• PROBLEM STATEMENT:
Reproduce the line that holds "LogFormat::Pretty => tracing_subscriber::fmt::layer()" together with all the lines after it up to the end of the entries.

Stored items:
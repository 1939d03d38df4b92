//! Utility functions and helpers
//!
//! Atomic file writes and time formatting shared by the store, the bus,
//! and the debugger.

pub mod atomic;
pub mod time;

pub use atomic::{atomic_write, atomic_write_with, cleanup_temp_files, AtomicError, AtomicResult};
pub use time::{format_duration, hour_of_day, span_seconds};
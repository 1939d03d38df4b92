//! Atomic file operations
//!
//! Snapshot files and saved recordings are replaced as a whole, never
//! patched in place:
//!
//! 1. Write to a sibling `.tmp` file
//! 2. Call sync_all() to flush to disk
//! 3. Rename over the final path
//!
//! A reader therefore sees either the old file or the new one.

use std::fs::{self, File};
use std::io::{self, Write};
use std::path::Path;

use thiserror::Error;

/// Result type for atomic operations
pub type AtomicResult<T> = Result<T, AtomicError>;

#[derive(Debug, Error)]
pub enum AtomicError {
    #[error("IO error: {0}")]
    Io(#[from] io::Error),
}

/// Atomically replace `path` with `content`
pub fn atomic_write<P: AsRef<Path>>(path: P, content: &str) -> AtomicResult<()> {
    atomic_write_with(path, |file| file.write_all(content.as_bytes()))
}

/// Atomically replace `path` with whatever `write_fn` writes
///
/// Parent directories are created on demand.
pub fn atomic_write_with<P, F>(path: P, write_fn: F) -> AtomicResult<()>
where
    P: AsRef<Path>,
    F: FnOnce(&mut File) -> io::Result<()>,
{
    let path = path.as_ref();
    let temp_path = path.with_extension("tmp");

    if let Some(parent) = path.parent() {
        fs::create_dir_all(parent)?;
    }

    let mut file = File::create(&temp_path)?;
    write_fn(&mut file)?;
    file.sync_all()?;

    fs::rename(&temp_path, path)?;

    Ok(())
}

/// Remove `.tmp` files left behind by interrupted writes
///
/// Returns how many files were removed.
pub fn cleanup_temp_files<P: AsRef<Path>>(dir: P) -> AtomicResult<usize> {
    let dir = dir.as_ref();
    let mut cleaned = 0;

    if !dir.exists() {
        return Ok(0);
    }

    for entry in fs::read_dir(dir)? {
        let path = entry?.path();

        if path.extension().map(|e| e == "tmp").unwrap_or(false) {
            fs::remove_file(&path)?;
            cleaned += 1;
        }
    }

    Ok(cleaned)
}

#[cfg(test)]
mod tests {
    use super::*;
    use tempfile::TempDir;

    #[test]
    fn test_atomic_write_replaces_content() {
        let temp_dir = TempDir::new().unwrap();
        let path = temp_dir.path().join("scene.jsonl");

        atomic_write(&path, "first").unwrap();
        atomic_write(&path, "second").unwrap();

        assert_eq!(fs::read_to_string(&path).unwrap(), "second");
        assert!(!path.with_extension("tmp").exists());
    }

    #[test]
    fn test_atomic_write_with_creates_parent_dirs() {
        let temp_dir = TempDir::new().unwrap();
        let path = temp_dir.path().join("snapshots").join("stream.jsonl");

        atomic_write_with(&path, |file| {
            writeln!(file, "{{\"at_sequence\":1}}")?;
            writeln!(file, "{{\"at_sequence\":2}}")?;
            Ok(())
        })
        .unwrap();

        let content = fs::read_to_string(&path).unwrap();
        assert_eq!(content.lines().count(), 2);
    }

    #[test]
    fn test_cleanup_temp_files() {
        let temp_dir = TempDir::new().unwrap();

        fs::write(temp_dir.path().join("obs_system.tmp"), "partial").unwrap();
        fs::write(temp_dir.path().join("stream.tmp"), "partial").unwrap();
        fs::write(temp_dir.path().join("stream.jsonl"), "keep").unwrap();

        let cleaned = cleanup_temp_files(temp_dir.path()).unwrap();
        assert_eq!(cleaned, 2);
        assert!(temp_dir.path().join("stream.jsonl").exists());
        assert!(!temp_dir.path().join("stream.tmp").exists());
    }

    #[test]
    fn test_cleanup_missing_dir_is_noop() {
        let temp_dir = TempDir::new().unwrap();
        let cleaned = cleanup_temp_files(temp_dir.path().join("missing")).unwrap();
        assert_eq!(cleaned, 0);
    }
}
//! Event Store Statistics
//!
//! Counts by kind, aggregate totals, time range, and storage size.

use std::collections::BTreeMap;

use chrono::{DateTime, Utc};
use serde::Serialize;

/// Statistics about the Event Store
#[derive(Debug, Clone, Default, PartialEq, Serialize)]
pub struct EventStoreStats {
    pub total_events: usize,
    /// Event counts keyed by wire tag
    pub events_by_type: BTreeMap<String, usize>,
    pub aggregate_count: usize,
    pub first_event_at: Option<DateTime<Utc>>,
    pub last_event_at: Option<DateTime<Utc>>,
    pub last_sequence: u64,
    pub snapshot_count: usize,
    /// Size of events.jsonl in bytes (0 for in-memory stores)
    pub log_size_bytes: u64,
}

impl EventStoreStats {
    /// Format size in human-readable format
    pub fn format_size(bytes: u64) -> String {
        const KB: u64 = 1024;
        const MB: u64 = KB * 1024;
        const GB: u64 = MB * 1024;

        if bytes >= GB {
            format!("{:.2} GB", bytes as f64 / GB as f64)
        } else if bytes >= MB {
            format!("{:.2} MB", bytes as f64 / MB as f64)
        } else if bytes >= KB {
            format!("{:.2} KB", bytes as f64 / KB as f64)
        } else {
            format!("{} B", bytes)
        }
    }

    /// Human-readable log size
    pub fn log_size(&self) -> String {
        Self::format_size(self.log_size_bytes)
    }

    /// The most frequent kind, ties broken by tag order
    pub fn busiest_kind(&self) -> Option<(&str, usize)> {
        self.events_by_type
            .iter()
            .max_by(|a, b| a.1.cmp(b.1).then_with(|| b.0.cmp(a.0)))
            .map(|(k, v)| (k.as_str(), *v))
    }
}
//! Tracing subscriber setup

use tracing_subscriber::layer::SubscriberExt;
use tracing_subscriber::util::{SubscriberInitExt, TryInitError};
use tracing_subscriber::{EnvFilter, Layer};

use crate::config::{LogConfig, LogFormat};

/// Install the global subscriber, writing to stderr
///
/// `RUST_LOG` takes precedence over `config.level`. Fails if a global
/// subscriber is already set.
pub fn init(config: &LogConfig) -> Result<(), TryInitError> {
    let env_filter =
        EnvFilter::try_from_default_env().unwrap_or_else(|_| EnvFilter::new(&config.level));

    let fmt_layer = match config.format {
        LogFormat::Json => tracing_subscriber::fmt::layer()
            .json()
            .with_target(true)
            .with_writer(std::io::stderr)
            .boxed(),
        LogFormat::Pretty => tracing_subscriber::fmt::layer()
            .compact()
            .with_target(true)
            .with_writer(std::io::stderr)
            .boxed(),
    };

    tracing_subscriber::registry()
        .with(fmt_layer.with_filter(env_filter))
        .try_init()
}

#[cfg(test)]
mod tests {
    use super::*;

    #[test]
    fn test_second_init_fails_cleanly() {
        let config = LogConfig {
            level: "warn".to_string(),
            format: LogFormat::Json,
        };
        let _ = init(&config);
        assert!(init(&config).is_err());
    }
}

• COMPLETED EXERCISE:
        LogFormat::Pretty => tracing_subscriber::fmt::layer()
            .compact()
            .with_target(true)
            .with_writer(std::io::stderr)
            .boxed(),
    };

    tracing_subscriber::registry()
        .with(fmt_layer.with_filter(env_filter))
        .try_init()
}

#[cfg(test)]
mod tests {
    use super::*;

    #[test]
    fn test_second_init_fails_cleanly() {
        let config = LogConfig {
            level: "warn".to_string(),
            format: LogFormat::Json,
        };
        let _ = init(&config);
        assert!(init(&config).is_err());
    }
}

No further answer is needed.